The Government is likely to have some cover here. While devolving service commissioning will no longer be done by the Māori Health Authority, Health Minister Shane Reti hinted at a speech earlier this year that he was open to giving Iwi-Māori Partnership Boards (IMBPs) – representative groups of local Māori that once liaised with DHBs - the ability to commission some health services.
“I want to see IMPBs with the ability to have commissioning authority. I will empower local health decisions and Māori health providers with more autonomy than they have had for some years,” Reti told a gathering of the boards in March this year.
This might not assuage the pain felt by many Māori after the decision to disestablish the Māori Health Authority, but it does provide the opportunity for highly localised funding decisions to be made.
The obvious attack for Labour is the level of funding directed at health. The Government has tried to cauterise this attack by wedding itself to Labour’s pre-election health spending commitments, and even extending them in some areas. Currently, National is spending more on health than Labour had planned to prior to the election.
It’s not enough (in health, it’s never enough).
Labour and the Greens’ strongest attack comes from remarks made by Health NZ during its annual review that its forecast funding increases were insufficient to meet demand, and had been calculated during a period of lower inflation.

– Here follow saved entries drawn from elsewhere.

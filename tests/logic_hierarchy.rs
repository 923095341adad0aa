mod common;

use common::*;
use lsifscope::model::protocol::{
    EdgeData, Element, Id, ItemProperty, RangeTag, Span, SymbolKind, VertexData,
};
use lsifscope::semantics::SyntaxKind;

/// `a.ts` defines `class C { m() {} }`; `b.ts` defines `class D extends C`
/// overriding `m` and calling `d.m()`.
fn override_program() -> FixtureProgram {
    let mut p = FixtureProgram::new();
    let file_a = p.add_file("/proj/src/a.ts", "class C { m() {} }\n");
    let file_b = p.add_file("/proj/src/b.ts", "class D extends C { m() {} }\nd.m();\n");

    let class_c = p.add_symbol("C", "C", SymbolKind::Class);
    let c_m = p.add_symbol("C.m", "m", SymbolKind::Method);
    p.set_parent(c_m, class_c);
    p.add_member(class_c, c_m);

    let class_d = p.add_symbol("D", "D", SymbolKind::Class);
    let d_m = p.add_symbol("D.m", "m", SymbolKind::Method);
    p.set_parent(d_m, class_d);
    p.add_member(class_d, d_m);

    let c_decl = p.add_node(
        file_a,
        SyntaxKind::ClassDeclaration,
        Span::new(0, 0, 0, 18),
        "class C { m() {} }",
    );
    let c_name = p.add_name(c_decl, Span::new(0, 6, 0, 7), "C");
    p.declare(class_c, c_decl);
    p.bind(c_name, class_c);
    let m_decl_a = p.add_node(
        c_decl,
        SyntaxKind::MethodDeclaration,
        Span::new(0, 10, 0, 16),
        "m() {}",
    );
    let m_name_a = p.add_name(m_decl_a, Span::new(0, 10, 0, 11), "m");
    p.declare(c_m, m_decl_a);
    p.bind(m_name_a, c_m);

    let d_decl = p.add_node(
        file_b,
        SyntaxKind::ClassDeclaration,
        Span::new(0, 0, 0, 28),
        "class D extends C { m() {} }",
    );
    let d_name = p.add_name(d_decl, Span::new(0, 6, 0, 7), "D");
    p.declare(class_d, d_decl);
    p.bind(d_name, class_d);
    p.set_heritage(d_decl, vec![class_c]);
    let m_decl_b = p.add_node(
        d_decl,
        SyntaxKind::MethodDeclaration,
        Span::new(0, 20, 0, 26),
        "m() {}",
    );
    let m_name_b = p.add_name(m_decl_b, Span::new(0, 20, 0, 21), "m");
    p.declare(d_m, m_decl_b);
    p.bind(m_name_b, d_m);

    let call = p.add_node(file_b, SyntaxKind::Identifier, Span::new(1, 2, 1, 3), "m");
    p.bind(call, d_m);
    p
}

fn definition_ranges_named(elements: &[Element], text: &str) -> Vec<Id> {
    vertices(elements)
        .filter(|v| {
            matches!(
                &v.data,
                VertexData::Range {
                    tag: Some(RangeTag::Definition { text: t, .. }),
                    ..
                } if t == text
            )
        })
        .map(|v| v.id)
        .collect()
}

#[test]
fn test_override_definition_lands_in_base_partition() {
    let program = override_program();
    let elements = run(&program);

    let m_defs = definition_ranges_named(&elements, "m");
    assert_eq!(m_defs.len(), 2, "one definition range per declaring file");
    let (base_def, override_def) = (m_defs[0], m_defs[1]);

    let base_result_set = next_target(&elements, base_def).expect("C.m result set");
    let base_reference_result =
        reference_result_of(&elements, base_result_set).expect("C.m reference result");
    let doc_b = document_with_uri(&elements, "file:///proj/src/b.ts").unwrap();

    // D.m's definition range is filed into C.m's partition for b.ts under
    // the definitions property.
    let routed = item_edges(&elements).into_iter().any(|e| match &e.data {
        EdgeData::Item {
            out_v,
            in_vs,
            document,
            property,
        } => {
            *out_v == base_reference_result
                && *document == doc_b
                && *property == Some(ItemProperty::Definitions)
                && in_vs.contains(&override_def)
        }
        _ => unreachable!(),
    });
    assert!(routed, "override definition must reach the base partition");
}

#[test]
fn test_call_site_routes_into_base_partition_only() {
    let program = override_program();
    let elements = run(&program);

    let m_defs = definition_ranges_named(&elements, "m");
    let base_result_set = next_target(&elements, m_defs[0]).unwrap();
    let override_result_set = next_target(&elements, m_defs[1]).unwrap();
    assert_ne!(base_result_set, override_result_set);

    let base_reference_result = reference_result_of(&elements, base_result_set).unwrap();
    let call_range = reference_ranges(&elements, "m")[0];

    // The call is next-linked to D.m's result set but filed as a reference
    // in C.m's partition.
    assert_eq!(next_target(&elements, call_range), Some(override_result_set));
    let into_base = item_edges(&elements).into_iter().any(|e| match &e.data {
        EdgeData::Item {
            out_v,
            in_vs,
            property,
            ..
        } => {
            *out_v == base_reference_result
                && *property == Some(ItemProperty::References)
                && in_vs.contains(&call_range)
        }
        _ => unreachable!(),
    });
    assert!(into_base);

    if let Some(override_reference_result) =
        reference_result_of(&elements, override_result_set)
    {
        let into_override = item_edges(&elements).into_iter().any(|e| match &e.data {
            EdgeData::Item {
                out_v,
                in_vs,
                property,
                ..
            } => {
                *out_v == override_reference_result
                    && *property == Some(ItemProperty::References)
                    && in_vs.contains(&call_range)
            }
            _ => unreachable!(),
        });
        assert!(!into_override, "call must not be filed locally on D.m");
    }
}

#[test]
fn test_override_links_base_reference_result() {
    let program = override_program();
    let elements = run(&program);

    let m_defs = definition_ranges_named(&elements, "m");
    let base_result_set = next_target(&elements, m_defs[0]).unwrap();
    let override_result_set = next_target(&elements, m_defs[1]).unwrap();
    let base_reference_result = reference_result_of(&elements, base_result_set).unwrap();
    let override_reference_result =
        reference_result_of(&elements, override_result_set).expect("D.m reference result");
    let doc_b = document_with_uri(&elements, "file:///proj/src/b.ts").unwrap();

    // The overrides linkage: D.m's reference result item-links C.m's.
    let linked = item_edges(&elements).into_iter().any(|e| match &e.data {
        EdgeData::Item {
            out_v,
            in_vs,
            document,
            property,
        } => {
            *out_v == override_reference_result
                && *document == doc_b
                && property.is_none()
                && in_vs == &vec![base_reference_result]
        }
        _ => unreachable!(),
    });
    assert!(linked);
}

#[test]
fn test_method_without_bases_behaves_like_standard() {
    let program = override_program();
    let elements = run(&program);

    // C.m has no bases: its own definition is double-filed as definition
    // range and definitions-bucket reference in its own partition.
    let m_defs = definition_ranges_named(&elements, "m");
    let base_result_set = next_target(&elements, m_defs[0]).unwrap();
    let base_definition_result = definition_result_of(&elements, base_result_set).unwrap();
    let base_reference_result = reference_result_of(&elements, base_result_set).unwrap();
    let doc_a = document_with_uri(&elements, "file:///proj/src/a.ts").unwrap();

    let own_definition_item = item_edges(&elements).into_iter().any(|e| match &e.data {
        EdgeData::Item {
            out_v,
            in_vs,
            document,
            ..
        } => *out_v == base_definition_result && *document == doc_a && in_vs == &vec![m_defs[0]],
        _ => unreachable!(),
    });
    assert!(own_definition_item);

    let own_definitions_bucket = item_edges(&elements).into_iter().any(|e| match &e.data {
        EdgeData::Item {
            out_v,
            in_vs,
            document,
            property,
        } => {
            *out_v == base_reference_result
                && *document == doc_a
                && *property == Some(ItemProperty::Definitions)
                && in_vs == &vec![m_defs[0]]
        }
        _ => unreachable!(),
    });
    assert!(own_definitions_bucket);
}
//! Depth-first traversal driver over the program's syntax trees.

use super::manager::DataManager;
use super::symbol_data::{DefinitionInfo, ReferenceTarget, SymbolHandle};
use super::{IndexerOptions, ProjectPaths, ProjectResult, SemanticContext};
use crate::emit::{Emitter, EmitterContext};
use crate::error::Result;
use crate::model::builder::{Builder, IdGenerator};
use crate::model::protocol::{
    Diagnostic, FoldingRange, Id, ItemProperty, RangeBasedDocumentSymbol, RangeTag, Span,
};
use crate::paths;
use crate::semantics::{NodeId, SemanticOracle, SymbolRef, SyntaxKind};
use crate::symbols::Symbols;
use tracing::{debug, warn};

/// Runs the indexer over every source file of the program, emitting the
/// element stream to `emitter`. Returns the resolved project directories.
pub fn visit_program(
    oracle: &dyn SemanticOracle,
    options: &IndexerOptions,
    ids: Box<dyn IdGenerator>,
    emitter: &mut dyn Emitter,
) -> Result<ProjectResult> {
    let project_paths = ProjectPaths::resolve(options, oracle)?;
    let builder = Builder::new(ids, !options.no_contents);
    let mut ctx = EmitterContext::new(builder, emitter);
    let manager = DataManager::begin(&mut ctx, oracle.language_id())?;

    let mut visitor = Visitor {
        oracle,
        ctx,
        symbols: Symbols::new(),
        manager,
        project_paths,
        frames: Vec::new(),
        current_file: None,
    };
    visitor.run()
}

/// One level of the document-symbol tree under construction.
struct SymbolFrame {
    range: Option<Id>,
    children: Vec<RangeBasedDocumentSymbol>,
}

struct Visitor<'a> {
    oracle: &'a dyn SemanticOracle,
    ctx: EmitterContext<'a>,
    symbols: Symbols,
    manager: DataManager,
    project_paths: ProjectPaths,
    frames: Vec<SymbolFrame>,
    current_file: Option<String>,
}

impl Visitor<'_> {
    fn run(&mut self) -> Result<ProjectResult> {
        for file in self.oracle.source_files() {
            if self.is_ignored(file) {
                debug!(file = %self.oracle.file_name(file), "skipping file");
                continue;
            }
            self.visit(file)?;
        }
        self.manager.project_processed(&mut self.ctx)?;
        Ok(self.project_paths.result())
    }

    /// Declaration files never participate; generated `.js` under a
    /// `node_modules` directory is skipped unless it is literally `index.js`.
    fn is_ignored(&self, file: NodeId) -> bool {
        if self.oracle.is_declaration_file(file) {
            return true;
        }
        let name = self.oracle.file_name(file);
        name.ends_with(".js")
            && paths::basename(&name) != "index.js"
            && paths::traverses_node_modules(&name)
    }

    fn visit(&mut self, node: NodeId) -> Result<()> {
        match self.oracle.node_kind(node) {
            SyntaxKind::SourceFile => self.visit_source_file(node),
            SyntaxKind::ModuleDeclaration
            | SyntaxKind::ClassDeclaration
            | SyntaxKind::InterfaceDeclaration
            | SyntaxKind::MethodDeclaration
            | SyntaxKind::MethodSignature
            | SyntaxKind::FunctionDeclaration => self.visit_declaration(node, true),
            SyntaxKind::Parameter | SyntaxKind::TypeParameter => {
                self.visit_declaration(node, false)
            }
            SyntaxKind::ClassExpression => {
                // Class expressions take the identifier path as well; the
                // symbol lookup comes back empty for nearly all of them.
                // TODO: decide whether this double handling is intentional
                // or should collapse into the plain child traversal.
                self.visit_identifier(node)?;
                self.visit_children(node)?;
                self.manager.node_processed(&mut self.ctx, node)
            }
            SyntaxKind::Identifier => {
                self.visit_identifier(node)?;
                self.manager.node_processed(&mut self.ctx, node)
            }
            _ => {
                self.visit_children(node)?;
                self.manager.node_processed(&mut self.ctx, node)
            }
        }
    }

    fn visit_children(&mut self, node: NodeId) -> Result<()> {
        for child in self.oracle.children(node) {
            self.visit(child)?;
        }
        Ok(())
    }

    fn visit_source_file(&mut self, file: NodeId) -> Result<()> {
        let name = self.oracle.file_name(file);
        debug!(file = %name, "begin file");
        self.manager.get_or_create_document_data(
            &mut self.ctx,
            self.oracle,
            &self.project_paths,
            file,
        )?;

        let depth = self.frames.len();
        self.frames.push(SymbolFrame {
            range: None,
            children: Vec::new(),
        });
        self.current_file = Some(name.clone());

        self.visit_children(file)?;

        if self.frames.len() != depth + 1 {
            panic!("document symbol stack unbalanced at end of `{name}`");
        }
        let root = match self.frames.pop() {
            Some(frame) => frame,
            None => panic!("document symbol stack unbalanced at end of `{name}`"),
        };

        let diagnostics = self.collect_diagnostics(file);
        let folding_ranges: Vec<FoldingRange> = self
            .oracle
            .outlining_spans(file)
            .into_iter()
            .map(FoldingRange::from)
            .collect();
        let document = self.manager.document_mut(&name);
        document.set_diagnostics(diagnostics);
        document.set_folding_ranges(folding_ranges);
        document.set_document_symbols(root.children);

        self.current_file = None;
        self.manager.document_processed(&mut self.ctx, file, &name)
    }

    fn collect_diagnostics(&self, file: NodeId) -> Vec<Diagnostic> {
        let mut collected = Vec::new();
        for raw in self.oracle.syntactic_diagnostics(file) {
            collected.push(Diagnostic {
                severity: raw.severity,
                code: raw.code,
                message: raw.message,
                range: raw.span.unwrap_or(Span::new(0, 0, 0, 0)),
            });
        }
        for raw in self.oracle.semantic_diagnostics(file) {
            match (raw.file, raw.span) {
                (Some(diag_file), Some(span)) if diag_file == file => {
                    collected.push(Diagnostic {
                        severity: raw.severity,
                        code: raw.code,
                        message: raw.message,
                        range: span,
                    });
                }
                _ => {
                    warn!(message = %raw.message, "skipping semantic diagnostic without a resolvable location");
                }
            }
        }
        collected
    }

    fn visit_declaration(&mut self, node: NodeId, container: bool) -> Result<()> {
        let mut pushed = false;
        if let Some(sym) = self.oracle.symbol_at(node) {
            let file_name = match &self.current_file {
                Some(current) => current.clone(),
                None => panic!("declaration visited outside of a source file"),
            };
            let mut sem = SemanticContext {
                oracle: self.oracle,
                symbols: &mut self.symbols,
                paths: &self.project_paths,
            };
            let handle =
                self.manager
                    .get_or_create_symbol_data(&mut self.ctx, &mut sem, sym, Some(node))?;

            let name_node = self.oracle.name_node(node).unwrap_or(node);
            let span = self.oracle.node_span(name_node);
            let range = match self.manager.find_definition(handle, &file_name, span) {
                Some(existing) => existing,
                None => self.record_definition(handle, sym, node, name_node, &file_name, span)?,
            };
            if container {
                self.frames.push(SymbolFrame {
                    range: Some(range),
                    children: Vec::new(),
                });
                pushed = true;
            }
        }

        self.visit_children(node)?;

        if pushed {
            let frame = match self.frames.pop() {
                Some(frame) => frame,
                None => panic!("document symbol stack unbalanced"),
            };
            let symbol_node = RangeBasedDocumentSymbol {
                // A pushed frame always carries its declaration range.
                id: frame.range.unwrap_or_default(),
                children: frame.children,
            };
            match self.frames.last_mut() {
                Some(parent) => parent.children.push(symbol_node),
                None => panic!("document symbol stack unbalanced"),
            }
        }

        self.manager.node_processed(&mut self.ctx, node)
    }

    fn record_definition(
        &mut self,
        handle: SymbolHandle,
        sym: SymbolRef,
        node: NodeId,
        name_node: NodeId,
        file_name: &str,
        span: Span,
    ) -> Result<Id> {
        let tag = RangeTag::Definition {
            text: self.oracle.node_text(name_node),
            kind: self.oracle.symbol_kind(sym),
            full_range: self.oracle.node_span(node),
        };
        let vertex = self.ctx.builder.range(span, Some(tag));
        let range = self.ctx.vertex(vertex)?;
        self.manager.document_mut(file_name).add_range(range);
        self.manager
            .add_definition(&mut self.ctx, handle, file_name, range, span)?;
        self.manager.record_definition_info(
            handle,
            DefinitionInfo {
                file: file_name.to_string(),
                span,
            },
        );

        if !self.manager.has_hover(handle) {
            if let Some(info) = self.oracle.quick_info(name_node) {
                self.manager.add_hover(&mut self.ctx, handle, info)?;
            }
        }
        Ok(range)
    }

    fn visit_identifier(&mut self, node: NodeId) -> Result<()> {
        let Some(sym) = self.oracle.symbol_at(node) else {
            return Ok(());
        };
        let file_name = match &self.current_file {
            Some(current) => current.clone(),
            None => return Ok(()),
        };
        let mut sem = SemanticContext {
            oracle: self.oracle,
            symbols: &mut self.symbols,
            paths: &self.project_paths,
        };
        let handle =
            self.manager
                .get_or_create_symbol_data(&mut self.ctx, &mut sem, sym, Some(node))?;

        let span = self.oracle.node_span(node);
        // An identifier sitting on a declaration name it already represents
        // folds into the definition record instead of becoming a reference.
        if self.manager.has_definition_info(handle, &file_name, span)
            || self.manager.find_definition(handle, &file_name, span).is_some()
        {
            return Ok(());
        }

        let tag = RangeTag::Reference {
            text: self.oracle.node_text(node),
        };
        let vertex = self.ctx.builder.range(span, Some(tag));
        let range = self.ctx.vertex(vertex)?;
        self.manager.document_mut(&file_name).add_range(range);
        self.manager.add_reference(
            &mut self.ctx,
            handle,
            &file_name,
            ReferenceTarget::Range {
                id: range,
                property: ItemProperty::References,
            },
        )
    }
}
//! LSIF index generator core.
//!
//! Given a compiled view of a program — an ordered set of source files plus a
//! synchronous semantic oracle — the engine emits a linearized stream of LSIF
//! vertices and edges describing declarations, references, hover content and
//! cross-project monikers for every named entity.
//!
//! The interesting machinery lives in [`indexer`]: the traversal driver, the
//! per-(symbol, document) partitioning of ranges, the four symbol-data
//! variants, and the lifecycle manager that flushes each accumulator at
//! exactly the right node, document or project boundary.

pub mod emit;
pub mod error;
pub mod graph;
pub mod indexer;
pub mod logging;
pub mod model;
pub mod paths;
pub mod semantics;
pub mod symbols;

pub use emit::{Emitter, EmitterContext, JsonLineEmitter, MemoryEmitter};
pub use error::{LsifscopeError, Result};
pub use indexer::{visit_program, DependentProject, IndexerOptions, ProjectResult};
pub use model::builder::{Builder, IdGenerator, SequentialIds};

There is another problem, too. New Zealand’s population is growing. This is bringing economic growth on a national scale (barely), but on a per person basis, New Zealand is going backwards.
Treasury’s 2023 population estimates, on which the first cost-pressure adjustment was based, were revised upwards by 90,000-120,000 by Budget 2024. That means the cost-pressure adjustments first calculated back in 2023 will now be shared among far more people.

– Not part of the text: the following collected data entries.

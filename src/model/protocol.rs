//! Wire-level records of the emitted index graph.
//!
//! Every record carries a unique id and a label; the engine treats them as
//! opaque values and only dispatches on the label. Serialization follows the
//! LSIF wire names (`textDocument/definition`, `item`, ...), one JSON object
//! per element.

use serde::{Deserialize, Serialize};

pub type Id = u64;

#[derive(Serialize, Deserialize, Debug, Clone, Copy, PartialEq, Eq, PartialOrd, Ord, Hash)]
pub struct Position {
    pub line: u32,
    pub character: u32,
}

impl Position {
    pub fn new(line: u32, character: u32) -> Self {
        Self { line, character }
    }
}

/// A half-open `[start, end)` span of (line, character) pairs.
#[derive(Serialize, Deserialize, Debug, Clone, Copy, PartialEq, Eq, Hash)]
pub struct Span {
    pub start: Position,
    pub end: Position,
}

impl Span {
    pub fn new(start_line: u32, start_character: u32, end_line: u32, end_character: u32) -> Self {
        Self {
            start: Position::new(start_line, start_character),
            end: Position::new(end_line, end_character),
        }
    }

    pub fn contains(&self, pos: Position) -> bool {
        self.start <= pos && pos < self.end
    }
}

/// Syntactic kind attached to definition ranges and document symbols.
#[derive(Serialize, Deserialize, Debug, Clone, Copy, PartialEq, Eq, Hash)]
#[serde(rename_all = "camelCase")]
pub enum SymbolKind {
    SourceFile,
    Module,
    Class,
    Interface,
    TypeLiteral,
    Method,
    Function,
    Variable,
    Property,
    Parameter,
    TypeParameter,
    Alias,
    Transient,
    Unknown,
}

#[derive(Serialize, Deserialize, Debug, Clone, PartialEq)]
#[serde(tag = "type", rename_all = "camelCase")]
pub enum RangeTag {
    #[serde(rename_all = "camelCase")]
    Definition {
        text: String,
        kind: SymbolKind,
        full_range: Span,
    },
    Reference {
        text: String,
    },
}

#[derive(Serialize, Deserialize, Debug, Clone, Copy, PartialEq, Eq, Hash)]
#[serde(rename_all = "camelCase")]
pub enum MonikerKind {
    Import,
    Export,
}

#[derive(Serialize, Deserialize, Debug, Clone, Copy, PartialEq, Eq, Hash)]
#[serde(rename_all = "camelCase")]
pub enum EventKind {
    Begin,
    End,
}

#[derive(Serialize, Deserialize, Debug, Clone, Copy, PartialEq, Eq, Hash)]
#[serde(rename_all = "camelCase")]
pub enum EventScope {
    Document,
    Project,
}

#[derive(Serialize, Deserialize, Debug, Clone, PartialEq)]
pub struct Hover {
    pub contents: String,
}

#[derive(Serialize, Deserialize, Debug, Clone, Copy, PartialEq, Eq, Hash)]
#[serde(rename_all = "camelCase")]
pub enum DiagnosticSeverity {
    Error,
    Warning,
    Information,
    Hint,
}

#[derive(Serialize, Deserialize, Debug, Clone, PartialEq)]
#[serde(rename_all = "camelCase")]
pub struct Diagnostic {
    pub severity: DiagnosticSeverity,
    #[serde(skip_serializing_if = "Option::is_none", default)]
    pub code: Option<String>,
    pub message: String,
    pub range: Span,
}

#[derive(Serialize, Deserialize, Debug, Clone, PartialEq)]
#[serde(rename_all = "camelCase")]
pub struct FoldingRange {
    pub start_line: u32,
    pub start_character: u32,
    pub end_line: u32,
    pub end_character: u32,
}

impl From<Span> for FoldingRange {
    fn from(span: Span) -> Self {
        Self {
            start_line: span.start.line,
            start_character: span.start.character,
            end_line: span.end.line,
            end_character: span.end.character,
        }
    }
}

/// Document-symbol tree node; refers to an already emitted definition range.
#[derive(Serialize, Deserialize, Debug, Clone, PartialEq)]
pub struct RangeBasedDocumentSymbol {
    pub id: Id,
    #[serde(skip_serializing_if = "Vec::is_empty", default)]
    pub children: Vec<RangeBasedDocumentSymbol>,
}

#[derive(Serialize, Deserialize, Debug, Clone, PartialEq)]
pub struct Vertex {
    pub id: Id,
    #[serde(flatten)]
    pub data: VertexData,
}

#[derive(Serialize, Deserialize, Debug, Clone, PartialEq)]
#[serde(tag = "label", rename_all = "camelCase")]
pub enum VertexData {
    Project {
        kind: String,
    },
    #[serde(rename_all = "camelCase")]
    Document {
        uri: String,
        language_id: String,
        #[serde(skip_serializing_if = "Option::is_none", default)]
        contents: Option<String>,
    },
    Range {
        #[serde(flatten)]
        span: Span,
        #[serde(skip_serializing_if = "Option::is_none", default)]
        tag: Option<RangeTag>,
    },
    ResultSet,
    DefinitionResult,
    ReferenceResult,
    HoverResult {
        result: Hover,
    },
    Moniker {
        scheme: String,
        identifier: String,
        kind: MonikerKind,
    },
    Event {
        kind: EventKind,
        scope: EventScope,
        data: Id,
    },
    DiagnosticResult {
        result: Vec<Diagnostic>,
    },
    FoldingRangeResult {
        result: Vec<FoldingRange>,
    },
    DocumentSymbolResult {
        result: Vec<RangeBasedDocumentSymbol>,
    },
}

impl Vertex {
    pub fn label(&self) -> &'static str {
        match &self.data {
            VertexData::Project { .. } => "project",
            VertexData::Document { .. } => "document",
            VertexData::Range { .. } => "range",
            VertexData::ResultSet => "resultSet",
            VertexData::DefinitionResult => "definitionResult",
            VertexData::ReferenceResult => "referenceResult",
            VertexData::HoverResult { .. } => "hoverResult",
            VertexData::Moniker { .. } => "moniker",
            VertexData::Event { .. } => "event",
            VertexData::DiagnosticResult { .. } => "diagnosticResult",
            VertexData::FoldingRangeResult { .. } => "foldingRangeResult",
            VertexData::DocumentSymbolResult { .. } => "documentSymbolResult",
        }
    }
}

/// Property tag on `item` edges, bucketing the attached ranges.
#[derive(Serialize, Deserialize, Debug, Clone, Copy, PartialEq, Eq, Hash)]
#[serde(rename_all = "camelCase")]
pub enum ItemProperty {
    Declarations,
    Definitions,
    References,
}

#[derive(Serialize, Deserialize, Debug, Clone, PartialEq)]
pub struct Edge {
    pub id: Id,
    #[serde(flatten)]
    pub data: EdgeData,
}

#[derive(Serialize, Deserialize, Debug, Clone, PartialEq)]
#[serde(tag = "label")]
pub enum EdgeData {
    #[serde(rename = "contains", rename_all = "camelCase")]
    Contains { out_v: Id, in_vs: Vec<Id> },
    #[serde(rename = "next", rename_all = "camelCase")]
    Next { out_v: Id, in_v: Id },
    #[serde(rename = "item", rename_all = "camelCase")]
    Item {
        out_v: Id,
        in_vs: Vec<Id>,
        document: Id,
        #[serde(skip_serializing_if = "Option::is_none", default)]
        property: Option<ItemProperty>,
    },
    #[serde(rename = "moniker", rename_all = "camelCase")]
    Moniker { out_v: Id, in_v: Id },
    #[serde(rename = "textDocument/definition", rename_all = "camelCase")]
    Definition { out_v: Id, in_v: Id },
    #[serde(rename = "textDocument/references", rename_all = "camelCase")]
    References { out_v: Id, in_v: Id },
    #[serde(rename = "textDocument/hover", rename_all = "camelCase")]
    Hover { out_v: Id, in_v: Id },
    #[serde(rename = "textDocument/documentSymbol", rename_all = "camelCase")]
    DocumentSymbol { out_v: Id, in_v: Id },
    #[serde(rename = "textDocument/foldingRange", rename_all = "camelCase")]
    FoldingRange { out_v: Id, in_v: Id },
    #[serde(rename = "textDocument/diagnostic", rename_all = "camelCase")]
    Diagnostic { out_v: Id, in_v: Id },
}

impl Edge {
    pub fn out_v(&self) -> Id {
        match &self.data {
            EdgeData::Contains { out_v, .. }
            | EdgeData::Next { out_v, .. }
            | EdgeData::Item { out_v, .. }
            | EdgeData::Moniker { out_v, .. }
            | EdgeData::Definition { out_v, .. }
            | EdgeData::References { out_v, .. }
            | EdgeData::Hover { out_v, .. }
            | EdgeData::DocumentSymbol { out_v, .. }
            | EdgeData::FoldingRange { out_v, .. }
            | EdgeData::Diagnostic { out_v, .. } => *out_v,
        }
    }

    pub fn in_vs(&self) -> Vec<Id> {
        match &self.data {
            EdgeData::Contains { in_vs, .. } | EdgeData::Item { in_vs, .. } => in_vs.clone(),
            EdgeData::Next { in_v, .. }
            | EdgeData::Moniker { in_v, .. }
            | EdgeData::Definition { in_v, .. }
            | EdgeData::References { in_v, .. }
            | EdgeData::Hover { in_v, .. }
            | EdgeData::DocumentSymbol { in_v, .. }
            | EdgeData::FoldingRange { in_v, .. }
            | EdgeData::Diagnostic { in_v, .. } => vec![*in_v],
        }
    }

    /// All ids this edge refers to, including the item document.
    pub fn referenced_ids(&self) -> Vec<Id> {
        let mut ids = self.in_vs();
        ids.push(self.out_v());
        if let EdgeData::Item { document, .. } = &self.data {
            ids.push(*document);
        }
        ids
    }
}

#[derive(Serialize, Deserialize, Debug, Clone, PartialEq)]
#[serde(tag = "type", rename_all = "camelCase")]
pub enum Element {
    Vertex(Vertex),
    Edge(Edge),
}

impl Element {
    pub fn id(&self) -> Id {
        match self {
            Element::Vertex(v) => v.id,
            Element::Edge(e) => e.id,
        }
    }
}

Per person, this works out as about $100 less spent on health and disability services each year of the GPS relative to the 2023 forecast - $343 in total. Of course, health spending still goes up each year in nominal terms - just not by as much as it did under the old population forecasts.
That doesn’t include the fact that inflation is set to be higher for longer, further eroding the power of that spending.
This is fertile ground for Labour, particularly because it will be very difficult for the Government to move from. The spending track is integral to its fiscal strategy.
One of the most interesting nuggets dropped during scrutiny week was hiding in plain sight and somehow missed during the heat of the Budget. Between March’s Budget Policy Statement and the Budget in May, the Government has updated its fiscal strategy to explicitly target an Obegal (operating balance before gains and losses) surplus by 2027/28 – the first time a government has set a “point in time” surplus target since the Key-English Government.
This requires some serious fiscal consolidation to achieve. The health example suggests the Government might be content to chase that surplus by chasing population-driven economic growth while decoupling social service spending from population-driven cost pressures.
That fiscal and economic model came under attack the last time National was in power - eventually the attack was successful.